Now they are backpedalling on their promise, leaving 95% of their current/future customers with a really bad experience. Had it been a SaaS business, I don't think this issue would have escalated as much, but given a sense of "ownership" is involved, users are not that happy; and it's understandable. Add to that that users don't have their encryption keys, but SpaceMonkey, a US company, has them... both issues mixed make a great backlash cocktail.

I personally see this business opportunity as one BitTorrent Inc. should make the most of it. They know the protocol, they have the distribution, surely there must be an off-the-shelf a la RPi solution, with great reliability/redundancy that could be taken mainstream.

2 comments

We haven't backpedalled on anything. The original rewards offered on Kickstarter stand. We will honor all backer rewards as originally offered.

We simply believe that the offering we are now giving to new customers is better in most ways than the one we gave to Kickstarter backers, so we wanted to let them in on the sweet action too, at their choice.

And to say thanks for backing us early, we threw in an extra 6 months of service ($60 value under their current plan), free, if they took us up on the offer.

We thought we were being cool about this, and the vast majority of our Kickstarter backers do think we are being cool about it, voting in support of this offer with their very real dollars by upgrading.

Those who are upset by this offer are very few in number, and we've offered refunds to all of them.

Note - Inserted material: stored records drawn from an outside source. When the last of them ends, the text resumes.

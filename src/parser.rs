// 📄 Sales File Parser
// Validates import file names and reads `amount,date` rows into sales records

use crate::entities::{Region, Sales, SalesList};
use csv::ReaderBuilder;
use std::path::{Path, PathBuf};
use tracing::debug;

/// Fixed-length pattern every import file name must follow
pub const NAMING_CONVENTION: &str = "sales_qn_yyyy_r.csv";

// ============================================================================
// SALES FILE
// ============================================================================

/// A quarterly regional sales file, e.g. `sales_q4_2021_w.csv`
#[derive(Debug, Clone)]
pub struct SalesFile {
    filename: String,
    path: PathBuf,
    delimiter: u8,
}

impl SalesFile {
    /// File `filename` inside `data_dir`
    pub fn new(data_dir: &Path, filename: &str) -> Self {
        SalesFile {
            filename: filename.to_string(),
            path: data_dir.join(filename),
            delimiter: b',',
        }
    }

    /// Builder pattern: use another field delimiter
    pub fn with_delimiter(mut self, delimiter: u8) -> Self {
        self.delimiter = delimiter;
        self
    }

    pub fn filename(&self) -> &str {
        &self.filename
    }

    pub fn path(&self) -> &Path {
        &self.path
    }

    /// Checks the fixed parts of `sales_qn_yyyy_r.csv`: overall length, the
    /// `sales_q` prefix, both inner underscores, and the `.csv` extension.
    /// The quarter digit, year and region positions are not inspected here.
    pub fn is_valid_filename_format(&self) -> bool {
        let name = self.filename.as_bytes();
        let pattern = NAMING_CONVENTION.as_bytes();

        name.len() == pattern.len()
            && name[..7] == pattern[..7]
            && name[8] == pattern[8]
            && name[13] == pattern[pattern.len() - 6]
            && name[name.len() - 4..] == pattern[pattern.len() - 4..]
    }

    /// Region code: the character right before the extension dot
    pub fn region_code(&self) -> Option<String> {
        let dot = self.filename.rfind('.')?;
        self.filename[..dot]
            .chars()
            .next_back()
            .map(|c| c.to_string())
    }

    /// Read every row of the file as a sales record of `region`.
    ///
    /// Rows are `amount,date` without a header. Fields that do not convert
    /// (including missing ones) are marked bad; only I/O and CSV structure
    /// errors fail the import.
    pub fn import_sales(&self, region: &Region) -> Result<SalesList, csv::Error> {
        let mut reader = ReaderBuilder::new()
            .has_headers(false)
            .flexible(true)
            .delimiter(self.delimiter)
            .from_path(&self.path)?;

        let mut imported = SalesList::new();

        for result in reader.records() {
            let record = result?;

            let amount = record.get(0).unwrap_or("");
            let sales_date = record.get(1).unwrap_or("");
            imported.add(Sales::from_fields(amount, sales_date, region.clone()));
        }

        debug!(
            file = %self.path.display(),
            rows = imported.count(),
            "read sales file"
        );

        Ok(imported)
    }
}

What else do you think we should do?

Not mentioning on the campaign that the device is a lease, rental, etc., and now saying it is, to me, is backpedalling. Add to that the fact that SpaceMonkey never mentioned the cost of the plan post-1 year during the entire campaign, and months after. From the outside that comes across as if the entire cost structure was to be determined, and it sure seems to me that that was the case.
The very first sentence of the Kickstarter page says, "Space Monkey is the next generation cloud. For $10 per month, you get a full Terabyte (1000 Gigabytes) of storage you can use anywhere, any time."
I know the Space Monkey guys from working together at Mozy and I can vouch that they wouldn't be deliberately misleading about this.
Yes but that doesn't clear up the ownership vs lease issue.

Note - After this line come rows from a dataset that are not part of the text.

// ============================================================================
// Console sessions: scripted stdin, captured stdout
// ============================================================================

use sales_importer::{Config, ConsoleUi, SalesManager};
use std::fs;
use std::io::Cursor;
use std::path::Path;
use tempfile::{tempdir, TempDir};

const ALL_SALES: &str = "12493.0,2020-12-22,w\n\
                         13761.0,2021-09-15,e\n\
                         9710.0,2021-05-15,e\n\
                         8934.0,2021-08-08,c\n\
                         18340.0,2020-12-22,c\n\
                         12345.0,2020-04-17,m\n\
                         2929.0,2021-04-10,w\n";

fn data_dir() -> TempDir {
    let dir = tempdir().unwrap();
    fs::write(dir.path().join("all_sales.csv"), ALL_SALES).unwrap();
    fs::write(dir.path().join("imported_files.txt"), "").unwrap();
    dir
}

fn run_session(data_dir: &Path, input: &str) -> String {
    let config = Config {
        data_dir: data_dir.to_path_buf(),
        ..Config::default()
    };
    let manager = SalesManager::new(&config).unwrap();
    let mut console = ConsoleUi::new(manager, Cursor::new(input.as_bytes().to_vec()), Vec::new());

    console.run().unwrap();

    String::from_utf8(console.into_writer()).unwrap()
}

fn assert_steps(stdout: &str, steps: &[&str]) {
    for step in steps {
        assert!(stdout.contains(step), "missing {:?} in:\n{}", step, stdout);
    }
}

#[test]
fn test_view_command() {
    let dir = data_dir();

    let stdout = run_session(dir.path(), "view\nexit\n");

    assert_steps(
        &stdout,
        &[
            "     Date           Quarter        Region                  Amount\n\
             -----------------------------------------------------------------\n\
             1.   2020-12-22     4              West                $12,493.00\n\
             2.   2021-09-15     3              East                $13,761.00\n\
             3.   2021-05-15     2              East                 $9,710.00\n\
             4.   2021-08-08     3              Central              $8,934.00\n\
             5.   2020-12-22     4              Central             $18,340.00\n\
             6.   2020-04-17     2              Mountain            $12,345.00\n\
             7.   2021-04-10     2              West                 $2,929.00\n\
             -----------------------------------------------------------------\n",
            "TOTAL                                                  $78,512.00\n",
        ],
    );
    println!("✅ View test PASSED");
}

#[test]
fn test_add1_command() {
    let dir = data_dir();

    let stdout = run_session(
        dir.path(),
        "add1\n0\n3245\n0\n3000\n2021\n0\n20\n2\n0\n40\n14\nx\nc\nexit\n",
    );

    assert_steps(
        &stdout,
        &[
            "Amount:             ",
            "Amount must be greater than zero.\nAmount:             ",
            "Year (2000-2999):   ",
            "Year must be between 2000 and 2999.\nYear (2000-2999):   ",
            "Month (1-12):       ",
            "Month must be between 1 and 12.\nMonth (1-12):       ",
            "Day (1-28):         ",
            "Day must be between 1 and 28.\nDay (1-28):         ",
            "Region ('w', 'm', 'c', 'e'):",
            "Region must be one of the following: ('w', 'm', 'c', 'e').\nRegion ('w', 'm', 'c', 'e'):",
            "Sales for 2021-02-14 is added.\n\n\nPlease enter a command: ",
        ],
    );

    let saved = fs::read_to_string(dir.path().join("all_sales.csv")).unwrap();
    assert!(saved.ends_with("3245,2021-02-14,c\n"));
}

#[test]
fn test_add2_command() {
    let dir = data_dir();

    let stdout = run_session(
        dir.path(),
        "add2\n4324\n0021-08-14\n202a\n2021-8-14\ne\nexit\n",
    );

    assert_steps(
        &stdout,
        &[
            "Amount:             ",
            "Date (yyyy-mm-dd):  ",
            "Year of the date must be between 2000 and 2999.\nDate (yyyy-mm-dd):  ",
            "202a is not in a valid date format.\nDate (yyyy-mm-dd):  ",
            "Region ('w', 'm', 'c', 'e'):",
            "Sales for 2021-08-14 is added.\n",
        ],
    );
}

#[test]
fn test_import_command() {
    let dir = data_dir();
    fs::write(dir.path().join("sales_q2_2021_w.csv"), "").unwrap();
    fs::write(
        dir.path().join("sales_q3_2021_w.csv"),
        "13761,2021-07-15\n9710,2021-07-32\nabc,2021-09-15\n",
    )
    .unwrap();
    fs::write(
        dir.path().join("sales_q4_2021_w.csv"),
        "13761,2021-10-15\n9710,2021-11-15\n8934,2021-12-15\n",
    )
    .unwrap();

    let stdout = run_session(
        dir.path(),
        "import\nregion1\n\
         import\nsales_q1_2021_x.csv\n\
         import\nsales_q1_2021_w.csv\n\
         import\nsales_q2_2021_w.csv\n\
         import\nsales_q3_2021_w.csv\n\
         import\nsales_q4_2021_w.csv\n\
         import\nsales_q4_2021_w.csv\n\
         exit\n",
    );

    assert_steps(
        &stdout,
        &[
            "Enter name of file to import: \
             Filename 'region1' doesn't follow the expected format of 'sales_qn_yyyy_r.csv'.\n\
             \nPlease enter a command: ",
            "Enter name of file to import: \
             Filename 'sales_q1_2021_x.csv' doesn't include one of the following region codes: ['w', 'm', 'c', 'e'].\n\
             \nPlease enter a command: ",
            ". Fail to import sales from 'sales_q1_2021_w.csv'.\n\
             \nPlease enter a command: ",
            "Enter name of file to import: No sales to view.\n\
             \nPlease enter a command: ",
            "1.   2021-07-15     3              West                $13,761.00\n\
             2.*  ?              0              West                 $9,710.00\n\
             3.*  2021-09-15     3              West                         ?\n\
             -----------------------------------------------------------------\n\
             TOTAL                                                  $23,471.00\n\
             \nFile 'sales_q3_2021_w.csv' contains bad data.\n\
             Please correct the data in the file and try again.\n\
             \nPlease enter a command: ",
            "1.   2021-10-15     4              West                $13,761.00\n\
             2.   2021-11-15     4              West                 $9,710.00\n\
             3.   2021-12-15     4              West                 $8,934.00\n\
             -----------------------------------------------------------------\n\
             TOTAL                                                  $32,405.00\n\
             \nImported sales added to list.\n\
             \nPlease enter a command: ",
            "Enter name of file to import: \
             File 'sales_q4_2021_w.csv' has already been imported.\n\
             \nPlease enter a command: ",
            "Saved sales records.\n",
        ],
    );

    // Only the clean file is appended and recorded
    let saved = fs::read_to_string(dir.path().join("all_sales.csv")).unwrap();
    assert_eq!(saved.lines().count(), 10);
    assert!(saved.ends_with("13761,2021-10-15,w\n9710,2021-11-15,w\n8934,2021-12-15,w\n"));

    let log = fs::read_to_string(dir.path().join("imported_files.txt")).unwrap();
    assert_eq!(log.lines().count(), 1);
    assert!(log.contains("sales_q4_2021_w.csv"));
    println!("✅ Import test PASSED");
}

#[test]
fn test_menu_command() {
    let dir = data_dir();

    let stdout = run_session(dir.path(), "menu\nexit\n");

    assert!(stdout.starts_with("SALES DATA IMPORTER\n\nCOMMAND MENU\n"));
    assert_eq!(stdout.matches("COMMAND MENU\n").count(), 2);
    assert_steps(
        &stdout,
        &[
            "view   - View all sales\n",
            "add1   - Add sales by typing sales, year, month, day, and region\n",
            "add2   - Add sales by typing sales, date (YYYY-MM-DD), and region\n",
            "import - Import sales from file\n",
            "menu   - Show menu\n",
            "exit   - Exit program\n",
        ],
    );
}

#[test]
fn test_invalid_command() {
    let dir = data_dir();

    let stdout = run_session(dir.path(), "anything\nexit\n");

    assert_steps(
        &stdout,
        &["Invalid command. Please try again.\n\nCOMMAND MENU\nview   - View all sales\n"],
    );
}

#[test]
fn test_commands_are_case_insensitive() {
    let dir = data_dir();

    let stdout = run_session(dir.path(), "  VIEW  \nExit\n");

    assert!(stdout.contains("TOTAL                                                  $78,512.00\n"));
    assert!(!stdout.contains("Invalid command."));
}

#[test]
fn test_exit_command() {
    let dir = data_dir();

    let stdout = run_session(dir.path(), "exit\n");

    assert!(stdout.ends_with("\nPlease enter a command: Saved sales records.\n"));
    let saved = fs::read_to_string(dir.path().join("all_sales.csv")).unwrap();
    assert_eq!(saved.lines().count(), 7);
}

#[test]
fn test_end_of_input_saves() {
    let dir = data_dir();

    let stdout = run_session(dir.path(), "view\n");

    assert!(stdout.ends_with("Saved sales records.\n"));
}

#[test]
fn test_missing_sales_file() {
    let dir = tempdir().unwrap();

    let stdout = run_session(dir.path(), "view\nexit\n");

    assert!(stdout.starts_with("Sales file not found.\nSALES DATA IMPORTER\n\n"));
    assert!(stdout.contains("No sales to view.\n"));
    assert!(dir.path().join("all_sales.csv").exists());
}

#[test]
fn test_save_failure_is_reported() {
    let dir = tempdir().unwrap();
    let missing = dir.path().join("no_such_dir");

    let stdout = run_session(&missing, "exit\n");

    assert!(stdout.contains("Sales data could not be saved: "));
    assert!(!stdout.contains("Saved sales records."));
}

Your argument is that the lease is implied, @emil10001's is that ownership is implied - I can read the page both ways.

The whole problem seems to stem from the lack of an explicit statement on this - perhaps it should have been in the FAQs?

Having a $/month service on top of hardware does not change the nature of ownership. Mixing hardware and network seems to be a constant with SpaceMonkey's communication strategy. I'm sure that a law student could show how none of the KS campaign qualifies as a rental/lease offer.
Yep, at this point, I'm wondering about my ability to wipe the device before I send it back for a refund.